While some may argue that these are only fringe cases, or that the vast majority of cases solved through the information-gathering techniques used by the US intelligence apparatus are meaningful and generally a positive good for society, there is always the possibility for the parameters of suspicion to change. In late June, Ken Klippenstein, a reporter from the Intercept obtained a Pentagon document through a FOIA request (Freedom of Information Act request, essentially means you can sue the government for information) that stated that “Anarchists, Socialists, and Neo-Nazis” are terrorists. While it is quite certain from the FBI’s own studies show that Neo-Nazis are responsible for a disproportionate amount of terrorism in the US, it is very troubling to see Anarchists and Socialists also grouped into this category — especially in a country where someone such as Joe Biden is called a socialist repeatedly on major news networks such as Fox News. The point being that the definition is loose. If it’s reasonable suspicion that someone is a terrorist for the fact that they can be identified as a “socialist” based on the metrics of fill-in-the-blank intelligence agency, then a high percentage of the American population is already on the watchlist of the US intelligence apparatus.

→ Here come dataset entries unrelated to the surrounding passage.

impl Isbn {
    /// Parses and validates an ISBN.
    ///
    /// Separators and any other non-digit characters are ignored, except a
    /// trailing `X`/`x` which is the check character of a 10-digit ISBN.
    ///
    /// ## Errors
    /// - [`IsbnError::Format`] for the wrong number of digits, a misplaced
    ///   `X`, or digits outside every group/registrant band
    /// - [`IsbnError::InvalidPrefix`] for a 13-digit form not starting 978/979
    /// - [`IsbnError::Checksum`] when the check digit is wrong
    /// - [`IsbnError::InvalidRegion`] when the group has no region
    pub fn parse(text: &str) -> Result<Self, IsbnError> {
        let digits = normalize(text)?;
        let canonical = render_digits(&digits);

        let (prefix, body) = match digits.len() {
            13 => {
                let prefix = &digits[..3];
                let value = numeric_value(prefix);
                if value != 978 && value != 979 {
                    return Err(IsbnError::InvalidPrefix {
                        prefix: render_digits(prefix),
                    });
                }
                (Some(render_digits(prefix)), &digits[3..])
            }
            10 => (None, &digits[..]),
            n => {
                return Err(IsbnError::format(
                    text,
                    format!("expected 10 or 13 digits, found {n}"),
                ))
            }
        };

        if !checksum_holds(&digits) {
            return Err(IsbnError::Checksum { input: canonical });
        }

        let (payload, check) = body.split_at(body.len() - 1);

        let group_len = match_band(payload, GROUP_BANDS)
            .ok_or_else(|| IsbnError::format(text, "no registration group matches"))?;
        let rest = &payload[group_len..];
        let registrant_len = match_band(rest, REGISTRANT_BANDS)
            .ok_or_else(|| IsbnError::format(text, "no registrant range matches"))?;
        // May be empty: a 5-digit group with a 4-digit registrant fills the body
        let publication = &rest[registrant_len..];

        let isbn = Isbn {
            prefix,
            group: render_digits(&payload[..group_len]),
            registrant: render_digits(&rest[..registrant_len]),
            publication: render_digits(publication),
            check: check[0],
        };

        // An otherwise well-formed ISBN with an unassigned group is invalid.
        isbn.region()?;

        Ok(isbn)
    }

    /// Returns true if `text` parses as a valid ISBN.
    pub fn is_valid(text: &str) -> bool {
        Isbn::parse(text).is_ok()
    }

    /// `978` or `979` for the 13-digit form, `None` for the 10-digit form.
    pub fn prefix(&self) -> Option<&str> {
        self.prefix.as_deref()
    }

    /// Registration group (language/country), 1-5 digits.
    pub fn group(&self) -> &str {
        &self.group
    }

    /// Registrant (publisher), 2-7 digits.
    pub fn registrant(&self) -> &str {
        &self.registrant
    }

    /// Publication element.
    pub fn publication(&self) -> &str {
        &self.publication
    }

    /// Check digit value; 10 only occurs in the 10-digit form.
    pub fn check(&self) -> u8 {
        self.check
    }

    /// True for the 13-digit form.
    pub fn is_isbn13(&self) -> bool {
        self.prefix.is_some()
    }

    /// Resolves the registration group to its region.
    pub fn region(&self) -> Result<Region, IsbnError> {
        let value = self
            .group
            .parse::<u32>()
            .map_err(|_| IsbnError::format(&self.group, "group is not numeric"))?;
        Region::for_group(value).ok_or_else(|| IsbnError::InvalidRegion {
            group: self.group.clone(),
        })
    }

    /// Joins the fields, dash-separated when `with_separators` is set.
    ///
    /// ## Example
    /// ```rust
    /// use shelf_core::isbn::Isbn;
    ///
    /// let isbn = Isbn::parse("080442957X").unwrap();
    /// assert_eq!(isbn.render(true), "0-8044-2957-X");
    /// assert_eq!(isbn.render(false), "080442957X");
    /// ```
    pub fn render(&self, with_separators: bool) -> String {
        let check = check_char(self.check).to_string();
        let parts: Vec<&str> = self
            .prefix
            .as_deref()
            .into_iter()
            .chain([
                self.group.as_str(),
                self.registrant.as_str(),
                self.publication.as_str(),
                check.as_str(),
            ])
            .filter(|part| !part.is_empty())
            .collect();

        parts.join(if with_separators { "-" } else { "" })
    }

    /// Dash-separated form, e.g. `978-0-553-21350-8`.
    pub fn hyphenated(&self) -> String {
        self.render(true)
    }

    /// Converts to the 13-digit form (adds the `978` prefix and recomputes
    /// the check digit). Already-13-digit values are returned unchanged.
    pub fn to_isbn13(&self) -> Isbn {
        if self.is_isbn13() {
            return self.clone();
        }

        let mut digits = vec![9, 7, 8];
        digits.extend(self.payload_digits());
        let check = check_digit13(&digits);

        Isbn {
            prefix: Some("978".to_string()),
            check,
            ..self.clone()
        }
    }

    /// Converts to the 10-digit form. Only `978`-prefixed values have one.
    pub fn to_isbn10(&self) -> Option<Isbn> {
        match self.prefix.as_deref() {
            None => Some(self.clone()),
            Some("978") => {
                let digits = self.payload_digits();
                Some(Isbn {
                    prefix: None,
                    check: check_digit10(&digits),
                    ..self.clone()
                })
            }
            Some(_) => None,
        }
    }

    /// Group + registrant + publication digits (no prefix, no check).
    fn payload_digits(&self) -> Vec<u8> {
        self.group
            .bytes()
            .chain(self.registrant.bytes())
            .chain(self.publication.bytes())
            .map(|b| b - b'0')
            .collect()
    }
}
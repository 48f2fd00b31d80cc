//! Shared fixtures for service tests.

use std::sync::Arc;

use chrono::{DateTime, TimeZone, Utc};

use shelf_core::{BookCopy, Capability, Isbn, Limits, ManualClock, Person};
use shelf_db::{copies, persons, Database, DbConfig};

use crate::accounts::Accounts;
use crate::holds::HoldQueue;
use crate::ledger::CirculationLedger;

pub(crate) const ISBN_A: &str = "9780553213508";
pub(crate) const ISBN_B: &str = "0306406152";

pub(crate) fn t0() -> DateTime<Utc> {
    Utc.with_ymd_and_hms(2024, 3, 1, 9, 0, 0).unwrap()
}

pub(crate) struct Fixture {
    pub db: Database,
    pub clock: ManualClock,
}

impl Fixture {
    /// In-memory store with the clock frozen at [`t0`].
    pub async fn new() -> Self {
        let db = Database::new(DbConfig::in_memory()).await.unwrap();
        Self::with_db(db, ManualClock::new(t0()))
    }

    pub fn with_db(db: Database, clock: ManualClock) -> Self {
        Fixture { db, clock }
    }

    pub async fn person(&self, id: &str, caps: &[Capability], limits: Limits) -> Person {
        let person = Person {
            id: id.to_string(),
            name: format!("Person {}", id),
            email: None,
            permissions: caps.iter().copied().collect(),
            limits,
            created_at: t0(),
        };
        let mut conn = self.db.acquire().await.unwrap();
        persons::insert(&mut conn, &person, None).await.unwrap();
        person
    }

    pub async fn copy(&self, id: &str, isbn: &str) -> BookCopy {
        let copy = BookCopy {
            id: id.to_string(),
            isbn: Isbn::parse(isbn).unwrap(),
            created_at: t0(),
        };
        let mut conn = self.db.acquire().await.unwrap();
        copies::insert(&mut conn, &copy).await.unwrap();
        copy
    }

    pub fn ledger(&self) -> CirculationLedger {
        CirculationLedger::new(self.db.clone(), Arc::new(self.clock.clone()))
    }

    pub fn holds(&self) -> HoldQueue {
        HoldQueue::new(self.db.clone(), Arc::new(self.clock.clone()))
    }

    pub fn accounts(&self) -> Accounts {
        Accounts::new(self.db.clone(), Arc::new(self.clock.clone()))
    }
}
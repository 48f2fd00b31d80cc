//! # Hold Queue
//!
//! Reservations for the next free copy of an ISBN.
//!
//! ## FIFO Readiness
//! ```text
//!   pending holds for 978-0-553-21350-8, ordered by placed_at then insertion
//!
//!   position:   0          1          2
//!             ┌─────┐    ┌─────┐    ┌─────┐
//!             │  A  │ ── │  B  │ ── │  C  │
//!             └─────┘    └─────┘    └─────┘
//!                ▲
//!   ready iff a copy is free AND the hold is at position 0.
//!   B and C wait even when several copies are free.
//! ```
//!
//! Readiness is a snapshot read. Callers re-check through
//! [`CirculationLedger::open_checkout`](crate::CirculationLedger::open_checkout)
//! before acting on it.

use std::sync::Arc;

use futures_util::future::try_join_all;
use serde::Serialize;
use tracing::{debug, info};

use shelf_core::{Capability, Clock, CoreError, Hold, HoldDenial, HoldResolution, Isbn, Principal};
use shelf_db::{checkouts, holds, persons, Database};

use crate::error::LendingResult;
use crate::ledger::available_copies;

/// A pending hold with its place in line.
#[derive(Debug, Clone, PartialEq, Eq, Serialize)]
pub struct HoldStatus {
    pub hold: Hold,
    /// Zero-based FIFO rank.
    pub position: usize,
    pub ready: bool,
}

/// Reservation queue service.
#[derive(Clone)]
pub struct HoldQueue {
    db: Database,
    clock: Arc<dyn Clock>,
}

impl HoldQueue {
    pub fn new(db: Database, clock: Arc<dyn Clock>) -> Self {
        HoldQueue { db, clock }
    }

    /// Puts `person_id` in line for `isbn`.
    ///
    /// ## Errors
    /// * `NotFound` - no such person
    /// * `HoldDenied::AlreadyCheckedOut` - the person has a copy out now
    /// * `HoldDenied::AlreadyOnHold` - the person is already in line
    pub async fn place(&self, isbn: &Isbn, person_id: &str) -> LendingResult<Hold> {
        let mut tx = self.db.begin().await?;

        if persons::get(&mut tx, person_id).await?.is_none() {
            return Err(CoreError::not_found("Person", person_id).into());
        }

        if checkouts::person_has_open_for_isbn(&mut tx, person_id, isbn).await? {
            return Err(CoreError::from(HoldDenial::AlreadyCheckedOut {
                person_id: person_id.to_string(),
                isbn: isbn.to_string(),
            })
            .into());
        }

        let hold = Hold::new(person_id, isbn.clone(), self.clock.now());

        // Covers both the snapshot check and the unique index
        if !holds::insert_if_absent(&mut tx, &hold).await? {
            return Err(already_on_hold(person_id, isbn));
        }

        tx.commit().await?;

        info!(hold_id = %hold.id, person_id = %person_id, isbn = %isbn, "Hold placed");
        Ok(hold)
    }

    /// Withdraws a pending hold.
    ///
    /// The owner may always cancel; anyone else needs `manage_holds`.
    pub async fn cancel(&self, hold_id: &str, requester: &Principal) -> LendingResult<Hold> {
        let mut tx = self.db.begin().await?;

        let mut hold = holds::get(&mut tx, hold_id)
            .await?
            .ok_or_else(|| CoreError::not_found("Hold", hold_id))?;

        if hold.person_id != requester.id && !requester.can(Capability::ManageHolds) {
            return Err(CoreError::permission_denied(
                "cancelling another person's hold requires manage_holds",
            )
            .into());
        }

        let now = self.clock.now();
        if !hold.is_pending() || !holds::resolve(&mut tx, hold_id, HoldResolution::Cancelled, now).await? {
            return Err(CoreError::not_found("Pending hold", hold_id).into());
        }

        tx.commit().await?;

        hold.completed = true;
        hold.resolution = Some(HoldResolution::Cancelled);
        hold.completed_at = Some(now);

        info!(
            hold_id = %hold_id,
            person_id = %hold.person_id,
            cancelled_by = %requester.id,
            "Hold cancelled"
        );
        Ok(hold)
    }

    /// Zero-based rank of the person's pending hold, or `None`.
    pub async fn position_for(&self, isbn: &Isbn, person_id: &str) -> LendingResult<Option<usize>> {
        let mut conn = self.db.acquire().await?;
        Ok(holds::position_of(&mut conn, isbn, person_id).await?)
    }

    /// True iff a copy is free and `hold` is first in line for its ISBN.
    pub async fn is_ready(&self, hold: &Hold) -> LendingResult<bool> {
        let status = self.status_of(hold).await?;
        debug!(hold_id = %hold.id, ?status, "Readiness");

        Ok(matches!(status, Some((_, true))))
    }

    /// The person's pending holds, oldest first, each with its rank and
    /// readiness.
    pub async fn holds_for_person(&self, person_id: &str) -> LendingResult<Vec<HoldStatus>> {
        let pending = {
            let mut conn = self.db.acquire().await?;
            holds::list_pending_by_person(&mut conn, person_id).await?
        };

        // Each lookup takes its own connection; the listing one is released
        let statuses = try_join_all(pending.iter().map(|hold| self.status_of(hold))).await?;

        Ok(pending
            .into_iter()
            .zip(statuses)
            .filter_map(|(hold, status)| {
                status.map(|(position, ready)| HoldStatus { hold, position, ready })
            })
            .collect())
    }

    /// Rank and readiness from one snapshot; `None` once the hold is no
    /// longer pending.
    async fn status_of(&self, hold: &Hold) -> LendingResult<Option<(usize, bool)>> {
        let mut tx = self.db.begin().await?;

        let queue = holds::list_pending_by_isbn(&mut tx, &hold.isbn).await?;
        let status = match queue.iter().position(|h| h.id == hold.id) {
            Some(position) => {
                let ready = position == 0 && available_copies(&mut tx, &hold.isbn).await? > 0;
                Some((position, ready))
            }
            None => None,
        };

        tx.commit().await?;
        Ok(status)
    }
}

fn already_on_hold(person_id: &str, isbn: &Isbn) -> crate::error::LendingError {
    CoreError::from(HoldDenial::AlreadyOnHold {
        person_id: person_id.to_string(),
        isbn: isbn.to_string(),
    })
    .into()
}
//! # Conflict Retry
//!
//! Re-runs an operation that lost an optimistic-concurrency race.
//!
//! ```text
//!   attempt ──► Ok ─────────────────────────────► return
//!      │
//!      ├──► Domain / Store error ───────────────► return (never retried)
//!      │
//!      └──► Conflict ──► attempts left? ──yes──► sleep(backoff) ──► attempt
//!                              │
//!                              no ──────────────► return Conflict
//! ```
//!
//! Every lending operation runs in one transaction, so a retry starts over
//! from a fresh snapshot and re-checks every rule.

use backoff::backoff::Backoff;
use backoff::ExponentialBackoff;
use std::future::Future;
use std::time::Duration;
use tracing::{debug, warn};

use crate::error::{LendingError, LendingResult};

/// How often and how patiently to retry.
#[derive(Debug, Clone, Copy, PartialEq, Eq)]
pub struct RetryPolicy {
    pub initial_backoff: Duration,
    pub max_backoff: Duration,
    /// Total attempts including the first one.
    pub max_attempts: u32,
}

impl Default for RetryPolicy {
    fn default() -> Self {
        RetryPolicy {
            initial_backoff: Duration::from_millis(10),
            max_backoff: Duration::from_millis(500),
            max_attempts: 5,
        }
    }
}

impl RetryPolicy {
    /// A policy that never retries.
    pub fn none() -> Self {
        RetryPolicy {
            max_attempts: 1,
            ..Self::default()
        }
    }

    fn create_backoff(&self) -> ExponentialBackoff {
        ExponentialBackoff {
            initial_interval: self.initial_backoff,
            current_interval: self.initial_backoff,
            max_interval: self.max_backoff,
            multiplier: 2.0,
            max_elapsed_time: None, // bounded by max_attempts instead
            ..Default::default()
        }
    }
}

/// Runs `op` until it succeeds, fails for a non-conflict reason, or the
/// policy runs out of attempts.
///
/// ## Example
/// ```rust,ignore
/// let checkout = retry_on_conflict(&policy, || {
///     ledger.open_checkout(&copy_id, &person_id, None, None)
/// })
/// .await?;
/// ```
pub async fn retry_on_conflict<T, F, Fut>(policy: &RetryPolicy, mut op: F) -> LendingResult<T>
where
    F: FnMut() -> Fut,
    Fut: Future<Output = LendingResult<T>>,
{
    let mut backoff = policy.create_backoff();
    let mut attempt: u32 = 1;

    loop {
        match op().await {
            Err(LendingError::Conflict(reason)) => {
                if attempt >= policy.max_attempts.max(1) {
                    warn!(attempt, reason = %reason, "Conflict retries exhausted");
                    return Err(LendingError::Conflict(reason));
                }

                let wait = backoff.next_backoff().unwrap_or(policy.max_backoff);
                warn!(
                    attempt,
                    wait_ms = wait.as_millis() as u64,
                    reason = %reason,
                    "Concurrent update, retrying"
                );
                tokio::time::sleep(wait).await;
                attempt += 1;
            }
            other => {
                if attempt > 1 {
                    debug!(attempt, "Operation settled after retry");
                }
                return other;
            }
        }
    }
}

The Constitution is not where your rights lie, they are written in the fine print of contracts for the hundreds and thousands of goods and services we consume. The veneer of freedom is shattered by the legal loopholes that these goods and services obligate us to accept. Beyond that, these companies are becoming an increasingly influential part of our lives to the point where it is a necessity to live a normal life with some of these goods and services. It’s very difficult to escape poverty, have a job, pay your water bill, etc. without having an internet connection. Internet access is nearly a necessity to live, and not something that cannot be bargained with. As Americans our freedom of privacy and choice is under threat.